Input data ::
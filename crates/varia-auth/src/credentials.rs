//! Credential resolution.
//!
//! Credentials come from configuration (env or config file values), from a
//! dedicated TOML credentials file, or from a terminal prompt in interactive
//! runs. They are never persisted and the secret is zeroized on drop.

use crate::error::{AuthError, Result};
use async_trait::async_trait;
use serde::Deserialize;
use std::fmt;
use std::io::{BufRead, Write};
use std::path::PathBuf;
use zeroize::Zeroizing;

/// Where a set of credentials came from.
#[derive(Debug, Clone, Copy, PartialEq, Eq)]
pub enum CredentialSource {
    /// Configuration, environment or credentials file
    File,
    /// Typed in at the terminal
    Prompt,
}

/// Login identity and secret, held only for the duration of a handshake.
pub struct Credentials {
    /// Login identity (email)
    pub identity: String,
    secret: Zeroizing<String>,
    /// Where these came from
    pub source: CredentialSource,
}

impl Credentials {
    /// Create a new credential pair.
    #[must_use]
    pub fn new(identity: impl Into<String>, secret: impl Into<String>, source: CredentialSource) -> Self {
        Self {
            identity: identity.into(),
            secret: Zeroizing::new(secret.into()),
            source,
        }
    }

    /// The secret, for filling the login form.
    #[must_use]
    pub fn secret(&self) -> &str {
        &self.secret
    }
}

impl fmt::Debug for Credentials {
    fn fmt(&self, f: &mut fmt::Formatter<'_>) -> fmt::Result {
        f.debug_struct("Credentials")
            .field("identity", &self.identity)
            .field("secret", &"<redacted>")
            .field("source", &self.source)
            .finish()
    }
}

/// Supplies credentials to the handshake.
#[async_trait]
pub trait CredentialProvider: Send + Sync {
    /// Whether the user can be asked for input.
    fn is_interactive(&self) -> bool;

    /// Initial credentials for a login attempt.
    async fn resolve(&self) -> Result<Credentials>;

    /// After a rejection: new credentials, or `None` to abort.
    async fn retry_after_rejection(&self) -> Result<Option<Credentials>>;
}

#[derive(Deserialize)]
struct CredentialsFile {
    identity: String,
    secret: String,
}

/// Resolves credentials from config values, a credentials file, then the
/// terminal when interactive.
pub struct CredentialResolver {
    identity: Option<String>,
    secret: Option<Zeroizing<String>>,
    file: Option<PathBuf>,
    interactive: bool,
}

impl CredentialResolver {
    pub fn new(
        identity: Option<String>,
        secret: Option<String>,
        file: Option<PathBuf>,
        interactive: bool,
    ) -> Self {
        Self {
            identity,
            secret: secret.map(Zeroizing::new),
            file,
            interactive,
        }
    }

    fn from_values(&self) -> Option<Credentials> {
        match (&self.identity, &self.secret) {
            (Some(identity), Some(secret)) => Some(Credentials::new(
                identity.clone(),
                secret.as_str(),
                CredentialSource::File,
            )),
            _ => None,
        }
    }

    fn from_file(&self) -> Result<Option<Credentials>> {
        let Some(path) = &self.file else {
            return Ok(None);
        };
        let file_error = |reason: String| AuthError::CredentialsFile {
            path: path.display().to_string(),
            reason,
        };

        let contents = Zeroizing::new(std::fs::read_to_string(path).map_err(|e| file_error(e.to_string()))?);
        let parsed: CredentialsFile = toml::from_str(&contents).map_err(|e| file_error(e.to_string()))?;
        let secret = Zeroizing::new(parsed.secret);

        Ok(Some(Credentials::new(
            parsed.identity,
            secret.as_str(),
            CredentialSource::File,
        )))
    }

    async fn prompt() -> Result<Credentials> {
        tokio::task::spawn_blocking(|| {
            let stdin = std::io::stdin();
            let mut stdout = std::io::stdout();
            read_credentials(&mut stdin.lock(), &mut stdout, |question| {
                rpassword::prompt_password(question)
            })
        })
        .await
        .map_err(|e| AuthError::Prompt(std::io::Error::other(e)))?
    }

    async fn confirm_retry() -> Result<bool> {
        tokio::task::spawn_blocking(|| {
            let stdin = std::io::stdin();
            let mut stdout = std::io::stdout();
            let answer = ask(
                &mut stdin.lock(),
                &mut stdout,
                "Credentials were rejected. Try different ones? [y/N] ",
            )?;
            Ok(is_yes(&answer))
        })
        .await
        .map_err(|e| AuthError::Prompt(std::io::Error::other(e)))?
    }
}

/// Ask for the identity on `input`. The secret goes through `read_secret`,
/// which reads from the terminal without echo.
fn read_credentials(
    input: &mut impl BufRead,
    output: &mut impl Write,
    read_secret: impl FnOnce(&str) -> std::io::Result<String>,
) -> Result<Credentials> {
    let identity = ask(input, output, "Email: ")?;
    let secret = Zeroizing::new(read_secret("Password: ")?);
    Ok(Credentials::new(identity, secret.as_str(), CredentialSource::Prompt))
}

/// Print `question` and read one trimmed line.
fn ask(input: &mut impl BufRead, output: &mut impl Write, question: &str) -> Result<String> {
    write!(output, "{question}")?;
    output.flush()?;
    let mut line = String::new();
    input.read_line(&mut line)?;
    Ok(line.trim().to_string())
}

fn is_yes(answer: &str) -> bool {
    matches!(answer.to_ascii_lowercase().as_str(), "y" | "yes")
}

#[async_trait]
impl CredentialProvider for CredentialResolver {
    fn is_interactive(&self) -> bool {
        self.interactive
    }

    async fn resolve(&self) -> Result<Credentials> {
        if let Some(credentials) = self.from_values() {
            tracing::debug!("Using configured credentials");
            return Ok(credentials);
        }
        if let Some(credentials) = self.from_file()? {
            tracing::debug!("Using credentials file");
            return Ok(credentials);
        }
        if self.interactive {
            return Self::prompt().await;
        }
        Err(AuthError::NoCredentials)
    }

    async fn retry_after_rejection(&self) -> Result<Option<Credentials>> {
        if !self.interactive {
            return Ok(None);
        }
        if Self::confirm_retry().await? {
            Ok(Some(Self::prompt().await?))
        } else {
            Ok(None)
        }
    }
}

Exercise aim ::
Among the entries above, which lines include "contents"? List them all.

Result of the exercise ::
        let contents = Zeroizing::new(std::fs::read_to_string(path).map_err(|e| file_error(e.to_string()))?);
        let parsed: CredentialsFile = toml::from_str(&contents).map_err(|e| file_error(e.to_string()))?;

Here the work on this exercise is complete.